Tom McMahon Jr.

Personal information
- Born: 1906 or 1907 Scotland
- Died: 25 April 1969 (aged 62) The Entrance, NSW, Australia

Coaching information
Club
| Years | Team | Gms | W | D | L | W% |
| 1952 | Western Suburbs | 20 | 15 | 4 | 1 | 75 |

Refereeing information
| Years | Competition |  |  |  |  | Apps |
| 1933–51 | NSWRFL |  |  |  |  |  |

= Tom McMahon Jr. =

Australian rugby league referee and coach

Tom McMahon (died 1969) was an Australian rugby league referee and coach.

==Biography==
Born to Irish parents in Scotland, McMahon moved with his family to Australia around the age of two. His playing career was limited to the Balmain junior league, where he was a centre and five–eighth.

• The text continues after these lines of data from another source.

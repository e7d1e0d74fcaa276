use anyhow::{Context, Result};
use serde::{Deserialize, Serialize};
use std::path::{Path, PathBuf};
use tracing::info;

#[derive(Debug, Clone, Serialize, Deserialize)]
#[serde(default)]
pub struct Config {
    pub general: GeneralConfig,

    pub server: ServerConfig,

    pub tmdb: TmdbConfig,

    pub security: SecurityConfig,

    pub observability: ObservabilityConfig,
}

#[derive(Debug, Clone, Serialize, Deserialize)]
#[serde(default)]
pub struct GeneralConfig {
    pub database_path: String,

    pub log_level: String,

    /// Number of tokio worker threads (default: 2)
    /// Set to 0 to use the number of CPU cores
    pub worker_threads: usize,

    /// Maximum database connections (default: 5)
    pub max_db_connections: u32,

    /// Minimum database connections (default: 1)
    pub min_db_connections: u32,
}

impl Default for GeneralConfig {
    fn default() -> Self {
        Self {
            database_path: "sqlite:data/showmark.db".to_string(),
            log_level: "info".to_string(),
            worker_threads: 2,
            max_db_connections: 5,
            min_db_connections: 1,
        }
    }
}

#[derive(Debug, Clone, Serialize, Deserialize)]
#[serde(default)]
pub struct ServerConfig {
    pub port: u16,

    pub cors_allowed_origins: Vec<String>,

    /// Whether to set the Secure flag on session cookies.
    /// Set to false for local development without HTTPS.
    pub secure_cookies: bool,

    /// Sessions expire after this many days without activity.
    pub session_ttl_days: i64,
}

impl Default for ServerConfig {
    fn default() -> Self {
        Self {
            port: 3000,
            cors_allowed_origins: vec!["http://localhost:5173".to_string()],
            secure_cookies: true,
            session_ttl_days: 7,
        }
    }
}

#[derive(Debug, Clone, Serialize, Deserialize)]
#[serde(default)]
pub struct TmdbConfig {
    pub api_key: String,

    pub base_url: String,

    pub language: String,

    /// Request timeout in seconds (default: 30)
    pub request_timeout_seconds: u64,

    /// Season fetches pause before every season number divisible by this
    /// value, to stay under the provider's rate limit.
    pub seasons_per_pause: i32,

    pub pause_millis: u64,
}

impl Default for TmdbConfig {
    fn default() -> Self {
        Self {
            api_key: String::new(),
            base_url: "https://api.themoviedb.org/3".to_string(),
            language: "en-US".to_string(),
            request_timeout_seconds: 30,
            seasons_per_pause: 10,
            pause_millis: 1000,
        }
    }
}

#[derive(Debug, Clone, Serialize, Deserialize)]
#[serde(default)]
pub struct SecurityConfig {
    /// Argon2 memory cost in KiB (default: 8192 = 8MB)
    pub argon2_memory_cost_kib: u32,

    /// Argon2 time cost (iterations)
    pub argon2_time_cost: u32,

    /// Argon2 parallelism (default: 1)
    pub argon2_parallelism: u32,
}

impl Default for SecurityConfig {
    fn default() -> Self {
        Self {
            argon2_memory_cost_kib: 8192,
            argon2_time_cost: 3,
            argon2_parallelism: 1,
        }
    }
}

#[derive(Debug, Clone, Serialize, Deserialize)]
#[serde(default)]
pub struct ObservabilityConfig {
    pub metrics_enabled: bool,

    pub loki_enabled: bool,

    pub loki_url: String,

    pub loki_labels: std::collections::HashMap<String, String>,
}

impl Default for ObservabilityConfig {
    fn default() -> Self {
        let mut labels = std::collections::HashMap::new();
        labels.insert("app".to_string(), "showmark".to_string());

        Self {
            metrics_enabled: true,
            loki_enabled: false,
            loki_url: "http://localhost:3100".to_string(),
            loki_labels: labels,
        }
    }
}

impl Default for Config {
    fn default() -> Self {
        Self {
            general: GeneralConfig::default(),
            server: ServerConfig::default(),
            tmdb: TmdbConfig::default(),
            security: SecurityConfig::default(),
            observability: ObservabilityConfig::default(),
        }
    }
}

impl Config {
    /// Loads the first config file found, then applies `.env` and
    /// environment overrides.
    pub fn load() -> Result<Self> {
        let _ = dotenvy::dotenv();

        let mut config = Self::load_file()?;
        config.apply_env_overrides(|key| std::env::var(key).ok())?;
        Ok(config)
    }

    fn load_file() -> Result<Self> {
        for path in &Self::config_paths() {
            if path.exists() {
                info!("Loading config from: {}", path.display());
                return Self::load_from_path(path);
            }
        }

        info!("No config file found, using defaults");
        Ok(Self::default())
    }

    pub fn load_from_path(path: &Path) -> Result<Self> {
        let content = std::fs::read_to_string(path)
            .with_context(|| format!("Failed to read config file: {}", path.display()))?;

        let config: Self = toml::from_str(&content)
            .with_context(|| format!("Failed to parse config file: {}", path.display()))?;

        Ok(config)
    }

    /// `DATABASE_URL`, `TMDB_API_KEY` and `PORT` take precedence over the file.
    pub fn apply_env_overrides<F>(&mut self, lookup: F) -> Result<()>
    where
        F: Fn(&str) -> Option<String>,
    {
        if let Some(url) = lookup("DATABASE_URL").filter(|v| !v.is_empty()) {
            self.general.database_path = url;
        }

        if let Some(key) = lookup("TMDB_API_KEY").filter(|v| !v.is_empty()) {
            self.tmdb.api_key = key;
        }

        if let Some(port) = lookup("PORT").filter(|v| !v.is_empty()) {
            self.server.port = port
                .parse()
                .with_context(|| format!("Invalid PORT value: {port}"))?;
        }

        Ok(())
    }

    pub fn save_to_path(&self, path: &Path) -> Result<()> {
        if let Some(parent) = path.parent() {
            std::fs::create_dir_all(parent)?;
        }

        let content = toml::to_string_pretty(self)?;
        std::fs::write(path, content)?;
        info!("Config saved to: {}", path.display());
        Ok(())
    }

    fn config_paths() -> Vec<PathBuf> {
        let mut paths = vec![PathBuf::from("config.toml")];

        if let Some(config_dir) = dirs::config_dir() {
            paths.push(config_dir.join("showmark").join("config.toml"));
        }

        if let Some(home) = dirs::home_dir() {
            paths.push(home.join(".showmark").join("config.toml"));
        }

        paths
    }

    fn default_config_path() -> PathBuf {
        PathBuf::from("config.toml")
    }

    pub fn create_default_if_missing() -> Result<bool> {
        let path = Self::default_config_path();
        if path.exists() {
            Ok(false)
        } else {
            let config = Self::default();
            config.save_to_path(&path)?;
            info!("Created default config file: {}", path.display());
            Ok(true)
        }
    }

    pub fn validate(&self) -> Result<()> {
        if self.server.port == 0 {
            anyhow::bail!("Server port must be > 0");
        }

        if self.general.min_db_connections > self.general.max_db_connections {
            anyhow::bail!(
                "min_db_connections ({}) cannot exceed max_db_connections ({})",
                self.general.min_db_connections,
                self.general.max_db_connections
            );
        }

        if self.server.session_ttl_days <= 0 {
            anyhow::bail!("Session TTL must be at least one day");
        }

        Ok(())
    }
}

McMahon began as a referee during the early 1930s and had officiated in only eight first–grades matches when he took charge of his inaugural interstate fixture. During the 1948–49 Kangaroo tour of Great Britain, McMahon was called upon to officiate the tourists' match against Yorkshire, having made the trip as a commentator for radio station 2GB. He was a referee on Great Britain's 1946 and 1950 tours of Australia, as well as matches on France's tour in 1951. After officiating his final NSWRFL match in 1951, McMahon was elected coach of the Western Suburbs Magpies for the 1952 season, despite having never previously coached above schoolboy level. He nonetheless was able to guide the Magpies to the premiership in what would be his only season as coach.